Highlight

Dewan Pers Bakal Kumpulkan Konstituen Bahas HPN dan Usulan Revisi Keppres

Dewan Pers

JAKARTA | INTIJATIM.ID – Dewan Pers bersiap menggelar pertemuan khusus bersama seluruh organisasi konstituennya untuk membahas masa depan dan mekanisme penyelenggaraan Hari Pers Nasional (HPN). Langkah strategis ini diambil merespons gelombang aspirasi dan surat resmi dari dua organisasi perusahaan pers serta dua organisasi wartawan sepanjang tahun 2026.

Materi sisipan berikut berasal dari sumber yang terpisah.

//! Every local adapter variant describing the same fixture image.

use std::cell::RefCell;
use std::fs::{self, File};
use std::io::{Cursor, Read};
use std::path::{Path, PathBuf};

use bytes::Bytes;
use file_source::{
    BufferedStream, Contents, FileSource, FileStream, FileStreamAdapter, GenericStreamAdapter,
    LocalFile, LocalFileAdapter, LocalPathAdapter, SourceAdapter, SourceRef, StringAdapter,
    UploadedFile, UploadedFileAdapter,
};

const FIXTURE_SIZE: u64 = 8444;

fn fixture_path() -> PathBuf {
    Path::new(env!("CARGO_MANIFEST_DIR")).join("tests/fixtures/plank.png")
}

fn fixture_bytes() -> Vec<u8> {
    fs::read(fixture_path()).unwrap()
}

fn canonical_fixture() -> String {
    fs::canonicalize(fixture_path())
        .unwrap()
        .to_string_lossy()
        .into_owned()
}

fn read_all(contents: Contents<'_>) -> Vec<u8> {
    match contents {
        Contents::Bytes(bytes) => bytes.to_vec(),
        Contents::Stream(mut reader) => {
            let mut buf = Vec::new();
            reader.read_to_end(&mut buf).unwrap();
            buf
        }
    }
}

fn assert_describes_fixture(adapter: &dyn SourceAdapter) {
    assert!(adapter.valid(), "{} should be valid", adapter.kind());
    assert_eq!(adapter.size(), Some(FIXTURE_SIZE), "{}", adapter.kind());
    assert_eq!(adapter.mime_type().as_deref(), Some("image/png"), "{}", adapter.kind());
    assert_eq!(
        adapter.extension(),
        adapter
            .filename()
            .and_then(|name| name.rsplit_once('.').map(|(_, ext)| ext.to_lowercase())),
        "{}",
        adapter.kind()
    );
    assert_eq!(read_all(adapter.contents().unwrap()), fixture_bytes(), "{}", adapter.kind());
}

#[test]
fn test_local_file() {
    let adapter = LocalFileAdapter::new(LocalFile::new(fixture_path()));
    assert_describes_fixture(&adapter);
    assert_eq!(adapter.path(), Some(canonical_fixture()));
    assert_eq!(adapter.filename().as_deref(), Some("plank.png"));
    assert_eq!(adapter.extension().as_deref(), Some("png"));
    assert!(!adapter.contents().unwrap().is_stream());
    assert!(matches!(adapter.source(), SourceRef::LocalFile(f) if f.path() == fixture_path()));
}

#[test]
fn test_uploaded_file() {
    let upload = UploadedFile::new(fixture_path(), "plank.png")
        .with_mime_type("image/png")
        .with_size(FIXTURE_SIZE)
        .with_error_code(0)
        .with_test_mode(true);
    let adapter = UploadedFileAdapter::new(upload.clone());
    assert_describes_fixture(&adapter);
    assert_eq!(adapter.path(), Some(canonical_fixture()));
    assert_eq!(adapter.filename().as_deref(), Some("plank.png"));
    assert!(matches!(adapter.source(), SourceRef::UploadedFile(u) if *u == upload));
}

#[test]
fn test_uploaded_file_under_temp_name() {
    let dir = tempfile::tempdir().unwrap();
    let temp = dir.path().join("phpA1b2C3");
    fs::copy(fixture_path(), &temp).unwrap();

    let adapter = UploadedFileAdapter::new(UploadedFile::new(&temp, "Plank.PNG"));
    assert_describes_fixture(&adapter);
    assert_eq!(adapter.filename().as_deref(), Some("Plank.PNG"));
    assert_eq!(adapter.extension().as_deref(), Some("png"));
    assert!(adapter.path().unwrap().ends_with("phpA1b2C3"));
}

#[test]
fn test_local_path() {
    let adapter = LocalPathAdapter::new(fixture_path());
    assert_describes_fixture(&adapter);
    assert_eq!(adapter.path(), Some(canonical_fixture()));
    assert_eq!(adapter.filename().as_deref(), Some("plank.png"));
    assert!(matches!(adapter.source(), SourceRef::LocalPath(p) if p == fixture_path()));
}

#[test]
fn test_string() {
    let data = Bytes::from(fixture_bytes());
    let adapter = StringAdapter::new(data.clone());
    assert!(adapter.valid());
    assert!(adapter.path().is_none());
    assert!(adapter.filename().is_none());
    assert!(adapter.extension().is_none());
    assert_eq!(adapter.mime_type().as_deref(), Some("image/png"));
    assert_eq!(adapter.size(), Some(data.len() as u64));
    assert_eq!(adapter.size(), Some(FIXTURE_SIZE));

    let Contents::Bytes(contents) = adapter.contents().unwrap() else {
        panic!("buffers hand out bytes");
    };
    assert_eq!(contents, data);
    assert!(matches!(adapter.source(), SourceRef::String(b) if *b == data));
}

#[test]
fn test_file_stream_from_bare_handle() {
    let file = File::open(fixture_path()).unwrap();
    let adapter = FileStreamAdapter::new(Some(&file));
    assert_describes_fixture(&adapter);
    assert!(adapter.contents().unwrap().is_stream());
    if cfg!(target_os = "linux") {
        assert_eq!(adapter.path(), Some(canonical_fixture()));
        assert_eq!(adapter.filename().as_deref(), Some("plank.png"));
    }
    let SourceRef::FileStream(Some(handle)) = adapter.source() else {
        panic!("unexpected source {:?}", adapter.source());
    };
    assert!(std::ptr::eq(handle.file(), &file));
}

#[test]
fn test_file_stream_from_wrapper() {
    let stream = FileStream::open(fixture_path()).unwrap();
    let adapter = FileStreamAdapter::new(Some(&stream));
    assert_describes_fixture(&adapter);
    assert_eq!(adapter.path(), Some(canonical_fixture()));
    assert_eq!(adapter.filename().as_deref(), Some("plank.png"));
    assert_eq!(adapter.extension().as_deref(), Some("png"));
}

#[test]
fn test_generic_stream() {
    let cell = RefCell::new(Cursor::new(fixture_bytes()));
    let adapter = GenericStreamAdapter::new(Some(&cell));
    assert_describes_fixture(&adapter);
    assert_eq!(adapter.path().as_deref(), Some("memory"));
    assert!(adapter.filename().is_none());
    assert!(adapter.extension().is_none());
}

#[cfg(unix)]
fn spawn_cat() -> std::process::Child {
    std::process::Command::new("cat")
        .arg(fixture_path())
        .stdout(std::process::Stdio::piped())
        .spawn()
        .unwrap()
}

#[cfg(unix)]
#[test]
fn test_generic_stream_over_pipe() {
    use std::os::fd::OwnedFd;

    let mut child = spawn_cat();
    let pipe = File::from(OwnedFd::from(child.stdout.take().unwrap()));
    let adapter = GenericStreamAdapter::new(Some(&pipe));
    assert!(adapter.valid());
    assert!(adapter.size().is_none());
    // A bare pipe cannot be looked into without consuming it.
    assert!(adapter.mime_type().is_none());
    assert_eq!(read_all(adapter.contents().unwrap()), fixture_bytes());
    child.wait().unwrap();
}

#[cfg(unix)]
#[test]
fn test_generic_stream_over_buffered_pipe() {
    let mut child = spawn_cat();
    let stream = BufferedStream::new(child.stdout.take().unwrap());
    let adapter = GenericStreamAdapter::new(Some(&stream));
    assert!(adapter.valid());
    assert!(adapter.size().is_none());
    assert_eq!(adapter.mime_type().as_deref(), Some("image/png"));
    assert_eq!(read_all(adapter.contents().unwrap()), fixture_bytes());
    child.wait().unwrap();
}

#[test]
fn test_source_is_identity() {
    let file = File::open(fixture_path()).unwrap();
    let cell = RefCell::new(Cursor::new(fixture_bytes()));
    let string = StringAdapter::new(fixture_bytes());
    let stream = FileStreamAdapter::new(Some(&file));
    let generic = GenericStreamAdapter::new(Some(&cell));

    let SourceRef::String(buf) = string.source() else {
        panic!("unexpected source");
    };
    assert!(std::ptr::eq(buf, string.get_source()));

    assert!(matches!(
        stream.source(),
        SourceRef::FileStream(Some(h)) if std::ptr::eq(h.file(), &file)
    ));

    let SourceRef::GenericStream(Some(s)) = generic.source() else {
        panic!("unexpected source");
    };
    assert!(std::ptr::addr_eq(s, &cell));
}

#[test]
fn test_all_variants_through_trait_objects() {
    let file = File::open(fixture_path()).unwrap();
    let stream = FileStream::open(fixture_path()).unwrap();
    let cell = RefCell::new(Cursor::new(fixture_bytes()));

    let adapters: Vec<Box<dyn SourceAdapter + '_>> = vec![
        Box::new(LocalFileAdapter::new(LocalFile::new(fixture_path()))),
        Box::new(UploadedFileAdapter::new(UploadedFile::new(
            fixture_path(),
            "plank.png",
        ))),
        Box::new(LocalPathAdapter::new(fixture_path())),
        Box::new(StringAdapter::new(fixture_bytes())),
        Box::new(FileStreamAdapter::new(Some(&file))),
        Box::new(FileStreamAdapter::new(Some(&stream))),
        Box::new(GenericStreamAdapter::new(Some(&cell))),
    ];

    let kinds: Vec<FileSource> = adapters.iter().map(|a| a.kind()).collect();
    assert_eq!(
        kinds,
        vec![
            FileSource::LocalFile,
            FileSource::UploadedFile,
            FileSource::LocalPath,
            FileSource::String,
            FileSource::FileStream,
            FileSource::FileStream,
            FileSource::GenericStream,
        ]
    );
    for adapter in &adapters {
        assert!(adapter.valid());
        assert_eq!(adapter.size(), Some(FIXTURE_SIZE));
        assert_eq!(adapter.mime_type().as_deref(), Some("image/png"));
        assert_eq!(adapter.source().kind(), adapter.kind());
    }
}

#[test]
fn test_checksums_agree_across_variants() {
    let file = File::open(fixture_path()).unwrap();
    let from_path = LocalPathAdapter::new(fixture_path())
        .contents()
        .unwrap()
        .checksum()
        .unwrap();
    let from_stream = FileStreamAdapter::new(Some(&file))
        .contents()
        .unwrap()
        .checksum()
        .unwrap();
    let from_buffer = StringAdapter::new(fixture_bytes())
        .contents()
        .unwrap()
        .checksum()
        .unwrap();
    assert_eq!(from_path, from_stream);
    assert_eq!(from_path, from_buffer);
    assert_eq!(from_path.len(), 64);
}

​Isu utama yang mengemuka mencakup perebutan peran penyelenggara hingga legalitas HPN itu sendiri. Beberapa konstituen mengajukan diri sebagai tuan rumah HPN 2027, sementara pihak lain mendesak agar Dewan Pers mengambil alih penanggung jawab utama pelaksanaan agar peringatan tahunan ini diselenggarakan secara kolektif oleh seluruh elemen pers.

​Ketua Dewan Pers, Prof. Dr. Komaruddin Hidayat, menegaskan pentingnya mendudukkan persoalan ini secara terbuka dan inklusif. Menurutnya, perbedaan pandangan harus disikapi sebagai momentum memperkuat kebersamaan, bukan justru memicu perpecahan.

​”Yang paling penting adalah bagaimana Hari Pers Nasional dapat menjadi milik bersama insan pers Indonesia. Karena itu, Dewan Pers akan mempertemukan seluruh konstituen, termasuk Persatuan Wartawan Indonesia (PWI), yang selama ini menjadi penanggung jawab dan penyelenggara HPN,” ungkap Komaruddin.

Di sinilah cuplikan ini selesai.